À la question posée, Jean Forest offre une réponse au moins double : Bible et psychanalyse se rejoignent dans la dure lutte menée par le signifiant contre l’imaginaire, mais empruntent des voies divergentes lorsqu’elles rencontrent la foi. Il faut, pour y voir clair, entendre l’hypothèse majeure de l’ouvrage, offerte comme en supplément dans l’après-propos, à savoir que le livre – l’auteur s’intéresse surtout au Nouveau Testament, plus particulièrement aux Évangiles – viendrait servir de relais à l’analyse, en ceci qu’il contiendrait à l’horizon de ses signifiants le signifiant/chaînon manquant : YHWH, « seul message » (je souligne), « signifiant parfait », « pur signifiant », « pur objet du désir… mais à la condition que la foi lui donne ce statut ». Bon, voilà tout un nettoyage, dira-t-on…, d’autant plus qu’une impressionnante surprise nous attend – moi du moins, néophyte convaincu – dans la postface en forme d’adresse à Bernard Dubourg, grand chasseur de signifiant littéral.
De quoi s’agit-il ? Oups ! Pardon ! Ceci plutôt : comment ça fonctionne ? On réaffirme d’abord le fait, heureusement incontournable…, que le signifié est de l’ordre de l’imaginaire tandis que le signifiant est de l’ordre du symbolique.

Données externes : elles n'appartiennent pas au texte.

//! Index-to-offset mappings for rank-2 storage.

use std::fmt;
use std::str::FromStr;

use crate::error::MatprodError;

/// Maps a logical `(row, col)` pair to a position in a flat buffer.
///
/// Implementations must be bijections from `[0, rows) x [0, cols)` onto
/// `[0, rows * cols)`; parallel row views rely on distinct pairs never
/// sharing an offset.
pub trait Layout: Copy + Default + Send + Sync + 'static {
    const KIND: LayoutKind;

    fn offset(row: usize, col: usize, rows: usize, cols: usize) -> usize;

    /// Distance in elements between `(i, j)` and `(i, j + 1)`.
    fn col_stride(rows: usize, cols: usize) -> usize;
}

/// Row-major storage: `offset = i * cols + j`.
#[derive(Debug, Clone, Copy, Default, PartialEq, Eq)]
pub struct RowMajor;

/// Column-major storage: `offset = j * rows + i`.
#[derive(Debug, Clone, Copy, Default, PartialEq, Eq)]
pub struct ColMajor;

/// Row-major under its runtime name, as used by layout dispatch.
pub type LayoutRight = RowMajor;
/// Column-major under its runtime name.
pub type LayoutLeft = ColMajor;

impl Layout for RowMajor {
    const KIND: LayoutKind = LayoutKind::Right;

    #[inline(always)]
    fn offset(row: usize, col: usize, _rows: usize, cols: usize) -> usize {
        row * cols + col
    }

    #[inline(always)]
    fn col_stride(_rows: usize, _cols: usize) -> usize {
        1
    }
}

impl Layout for ColMajor {
    const KIND: LayoutKind = LayoutKind::Left;

    #[inline(always)]
    fn offset(row: usize, col: usize, rows: usize, _cols: usize) -> usize {
        col * rows + row
    }

    #[inline(always)]
    fn col_stride(rows: usize, _cols: usize) -> usize {
        rows
    }
}

/// Runtime name of a layout, used to pick a monomorphised kernel from
/// configuration.
#[derive(Debug, Clone, Copy, PartialEq, Eq, Hash)]
pub enum LayoutKind {
    /// Row-major
    Right,
    /// Column-major
    Left,
}

impl LayoutKind {
    pub fn name(self) -> &'static str {
        match self {
            LayoutKind::Right => "right",
            LayoutKind::Left => "left",
        }
    }
}

impl fmt::Display for LayoutKind {
    fn fmt(&self, f: &mut fmt::Formatter<'_>) -> fmt::Result {
        f.write_str(self.name())
    }
}

impl FromStr for LayoutKind {
    type Err = MatprodError;

    fn from_str(s: &str) -> Result<Self, Self::Err> {
        match s.to_ascii_lowercase().as_str() {
            "right" | "row-major" | "row" => Ok(LayoutKind::Right),
            "left" | "col-major" | "column-major" | "col" => Ok(LayoutKind::Left),
            other => Err(MatprodError::InvalidArgument {
                op: "layout",
                msg: format!("unknown layout '{other}', expected 'right' or 'left'"),
            }),
        }
    }
}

Et puis quoi encore ? Partant du principe que la Bible nous est parvenue de seconde main et qu’on ne sait guère qui parle dans cette histoire (n’est-ce pas là le propre de la littérature, comme le prouve, tiens au hasard, Balzac ou Zola), il y a là une perte « irrémédiable » : pas de signifié d’origine, celui supposé tel voilé à jamais. Jean Forest creuse un peu et voit bien que les choses sont plus sérieuses : comment lire un texte dans lequel des Sémites parlent le grec !? La traduction, la traduction, Messieurs Dames ! Tous ces problèmes, fort connus des spécialistes, ne sont pas ce qui rend le propos de Jean Forest productif. La raison est ailleurs.
Reprenons avec l’auteur au moment où Bernard Dubourg montre que la langue, concrète, de la Bible est l’hébreu, et non le grec. Dans cette perspective, et dans celle de Lacan, c’est la logique signifiante de cette langue qui intéresse. Une éthique du texte et de la vie se dessine, entée aux trois codes cabalistiques (gématrie, themoura et notarique) : « C’est une passion pour la production narrative, le sentiment que le sens de la vie en dépend : lire, écrire la parole de YHWH. L’entendre de toutes ses oreilles. » Plaisir du geste et des nombres qui puise sa sagesse dans l’incroyable coffre aux trésors des noms et des équivalences.
Bible et psychanalyse… si celle-ci ne se réduit pas à Lacan. Car chez Forest (dont l’ouvrage, opulent, mérite sans contredit une attentive lecture), pas de problème : l’Homme, « cela inclut bien sûr la Femme », de même que le « passage de la mère au père est notre résurrection, quand elle se produit. » Pardon ? Quelques pages plus loin : « L’Un n’existe pas. Il suscite immédiatement l’autre ! » Et puis, j’allais oublier : il me semble, quoi qu’on en dise, qu’il ne suffit pas à l’Homme (et la femme ?) de parler pour être. La vie n’est pas que du signifiant. Non plus que la Bible et l’analyse.